Wellness – The Research
Corporate Work Health Australia design strategies which focus on the following three key areas in helping companies reduce their injuries, improve worker health, and boost their productivity levels:
1. Lifestyle practices (voluntary health practices)
Reducing the risk or incidence of worker illness by addressing individual worker lifestyle behaviours through awareness raising, education, supportive environments, and policy.
2. Organisational change (organisational culture)
Improving job satisfaction and productivity by changing worker attitudes and perceptions, management practices, and the way work is organised. These factors have been shown to have a dramatic impact on employee health outcomes.
3. Occupational health and safety
Reducing work-related injury, illness, and disability by addressing environmental issues in the workplace, such as ergonomics, chemical hazards, and air quality.
Medibank Private provides further statistics in their research:
- Employees with poor overall health status take up to nine times more sick leave than their healthy colleagues Healthy employees are nearly three times more productive than employees with poor health.
- The financial cost of poor health and wellbeing is estimated at over $7 billion per year, nationally in Australia
- A total of 3.2 days absent per worker per year were estimated to be as a result of workplace stress
The research is here…
The link between unaddressed workplace environmental/organisational factors and worker mental health and consequent absenteeism and illness is increasingly recognised. The literature is clear about the catalysts—poor workplace culture, ineffective managers, lack of work satisfaction, work repetition, work overload, lack of work-life balance, conflict with peers and bullying and harassment. This suggests that workplaces need to be placing more focus on intervening in these areas and demonstrating a commitment to implementing and evaluating the success of such programs.
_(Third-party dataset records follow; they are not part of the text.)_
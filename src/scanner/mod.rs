//! Filesystem-backed media index.
//!
//! Desktop hosts have no platform media database, so [`DirectoryIndex`]
//! walks the configured music folders and presents each audio file as a
//! media index row. It knows file attributes only; every tag column is left
//! empty for the tag stage to fill.

pub mod watcher;

use async_trait::async_trait;
use std::path::{Path, PathBuf};
use std::time::SystemTime;
use tracing::{debug, info};
use walkdir::WalkDir;

use crate::error::Result;
use crate::extractor::media::{GenreMembers, MediaIndex, MediaRow, MusicDirs};

/// Supported audio file extensions (lowercase).
pub const AUDIO_EXTENSIONS: [&str; 7] = ["mp3", "flac", "ogg", "opus", "wav", "m4a", "aac"];

/// Whether `path` has a supported audio extension (case-insensitive).
pub fn is_audio_file(path: &Path) -> bool {
    path.extension()
        .and_then(|e| e.to_str())
        .map(|e| AUDIO_EXTENSIONS.contains(&e.to_lowercase().as_str()))
        .unwrap_or(false)
}

fn mime_type(path: &Path) -> Option<&'static str> {
    let ext = path.extension()?.to_str()?.to_lowercase();
    Some(match ext.as_str() {
        "mp3" => "audio/mpeg",
        "flac" => "audio/flac",
        "ogg" | "opus" => "audio/ogg",
        "wav" => "audio/wav",
        "m4a" | "aac" => "audio/mp4",
        _ => return None,
    })
}

/// A [`MediaIndex`] over one or more music folders.
///
/// Each root is exposed as a volume named after its position, so rows carry
/// both an absolute path and a volume-relative one and work under every
/// [`MediaTier`](crate::extractor::MediaTier).
#[derive(Debug, Clone)]
pub struct DirectoryIndex {
    roots: Vec<PathBuf>,
}

impl DirectoryIndex {
    pub fn new(roots: Vec<PathBuf>) -> Self {
        Self { roots }
    }

    fn scan(roots: &[PathBuf], dirs: &MusicDirs) -> Vec<MediaRow> {
        let mut rows = Vec::new();
        for (volume, root) in roots.iter().enumerate() {
            let walker = WalkDir::new(root)
                .follow_links(true)
                .sort_by_file_name()
                .into_iter()
                .filter_map(|e| e.ok());

            for entry in walker {
                let path = entry.path();
                if !entry.file_type().is_file() || !is_audio_file(path) || !dirs.contains(path) {
                    continue;
                }
                let Some(row) = row_for(rows.len() as i64 + 1, volume, root, path) else {
                    debug!(target: "scanner", path = %path.display(), "Skipping file without metadata");
                    continue;
                };
                rows.push(row);
            }
        }
        rows
    }
}

fn row_for(id: i64, volume: usize, root: &Path, path: &Path) -> Option<MediaRow> {
    let meta = std::fs::metadata(path).ok()?;
    let relative_dir = path
        .parent()
        .and_then(|p| p.strip_prefix(root).ok())
        .map(|p| {
            let dir = p.to_string_lossy().to_string();
            if dir.is_empty() { dir } else { format!("{dir}/") }
        })
        .unwrap_or_default();

    let modified = meta.modified().ok().map(epoch_seconds);
    Some(MediaRow {
        id,
        display_name: path.file_name().map(|n| n.to_string_lossy().to_string()),
        data: Some(path.to_string_lossy().to_string()),
        volume_name: Some(volume.to_string()),
        relative_path: Some(relative_dir),
        mime_type: mime_type(path).map(str::to_string),
        size: Some(meta.len()),
        date_added: meta.created().ok().map(epoch_seconds).or(modified),
        date_modified: modified,
        is_music: Some(true),
        ..Default::default()
    })
}

fn epoch_seconds(time: SystemTime) -> i64 {
    time.duration_since(SystemTime::UNIX_EPOCH)
        .map(|d| d.as_secs() as i64)
        .unwrap_or(0)
}

#[async_trait]
impl MediaIndex for DirectoryIndex {
    async fn query(&self, dirs: &MusicDirs) -> Result<Vec<MediaRow>> {
        let roots = self.roots.clone();
        let dirs = dirs.clone();
        // Perform the synchronous file system traversal on the blocking pool
        let rows = tokio::task::spawn_blocking(move || Self::scan(&roots, &dirs)).await?;
        info!(target: "scanner", roots = self.roots.len(), files = rows.len(), "Scanned music folders");
        Ok(rows)
    }

    async fn genre_members(&self) -> Result<Vec<GenreMembers>> {
        Ok(Vec::new())
    }

    fn volume_root(&self, volume: &str) -> Option<PathBuf> {
        let index: usize = volume.parse().ok()?;
        self.roots.get(index).cloned()
    }
}

#[cfg(test)]
mod tests {
    use super::*;
    use std::fs::File;
    use tempfile::tempdir;

    #[tokio::test]
    async fn test_scan_audio_files() {
        let dir = tempdir().unwrap();
        let root = dir.path();

        File::create(root.join("song.mp3")).unwrap();
        File::create(root.join("music.flac")).unwrap();
        File::create(root.join("notes.txt")).unwrap(); // Should be ignored
        File::create(root.join("image.png")).unwrap(); // Should be ignored
        File::create(root.join("UPPERCASE.OGG")).unwrap(); // Case-insensitive

        let subdir = root.join("subdir");
        std::fs::create_dir(&subdir).unwrap();
        File::create(subdir.join("track.wav")).unwrap();
        File::create(subdir.join("ignore.doc")).unwrap();

        let index = DirectoryIndex::new(vec![root.to_path_buf()]);
        let rows = index.query(&MusicDirs::default()).await.unwrap();
        assert_eq!(rows.len(), 4);

        let names: Vec<String> = rows.iter().filter_map(|r| r.display_name.clone()).collect();
        assert!(names.contains(&"song.mp3".to_string()));
        assert!(names.contains(&"UPPERCASE.OGG".to_string()));
        assert!(!names.contains(&"notes.txt".to_string()));

        let track = rows.iter().find(|r| r.display_name.as_deref() == Some("track.wav")).unwrap();
        assert_eq!(track.relative_path.as_deref(), Some("subdir/"));
        assert_eq!(track.mime_type.as_deref(), Some("audio/wav"));
        assert!(track.title.is_none());
    }

    #[tokio::test]
    async fn test_rows_resolve_under_every_tier() {
        let dir = tempdir().unwrap();
        let subdir = dir.path().join("Album");
        std::fs::create_dir(&subdir).unwrap();
        File::create(subdir.join("01.flac")).unwrap();

        let index = DirectoryIndex::new(vec![dir.path().to_path_buf()]);
        let rows = index.query(&MusicDirs::default()).await.unwrap();
        let row = &rows[0];

        let root = index.volume_root(row.volume_name.as_deref().unwrap()).unwrap();
        let relative = root
            .join(row.relative_path.as_deref().unwrap())
            .join(row.display_name.as_deref().unwrap());
        assert_eq!(relative, subdir.join("01.flac"));
        assert_eq!(PathBuf::from(row.data.as_deref().unwrap()), subdir.join("01.flac"));
    }

    #[tokio::test]
    async fn test_excluded_folders_are_skipped() {
        let dir = tempdir().unwrap();
        let podcasts = dir.path().join("podcasts");
        std::fs::create_dir(&podcasts).unwrap();
        File::create(dir.path().join("keep.mp3")).unwrap();
        File::create(podcasts.join("skip.mp3")).unwrap();

        let index = DirectoryIndex::new(vec![dir.path().to_path_buf()]);
        let dirs = MusicDirs {
            include: Vec::new(),
            exclude: vec![podcasts],
        };
        let rows = index.query(&dirs).await.unwrap();
        assert_eq!(rows.len(), 1);
        assert_eq!(rows[0].id, 1);
    }

    #[test]
    fn test_is_audio_file() {
        assert!(is_audio_file(Path::new("song.mp3")));
        assert!(is_audio_file(Path::new("song.FLAC")));
        assert!(!is_audio_file(Path::new("image.png")));
        assert!(!is_audio_file(Path::new("noextension")));
        assert_eq!(DirectoryIndex::new(vec![]).volume_root("7"), None);
    }
}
In 2008, Aegis Consulting Australia prepared a study for the Health and Productivity Institute of Australia (HAPIA) indicating that workers who rank highly in terms of health and wellbeing have the highest performance at work, while those who are less healthy and complain of chronic pain, work far less.
Research Findings:
An unhealthy employee produces only 49 hours of work each month whereas a healthy person will produce about 140 hours a month. Employees with chronic pain take an average of 18 days sick leave each year compared with just 2 days for healthy employees.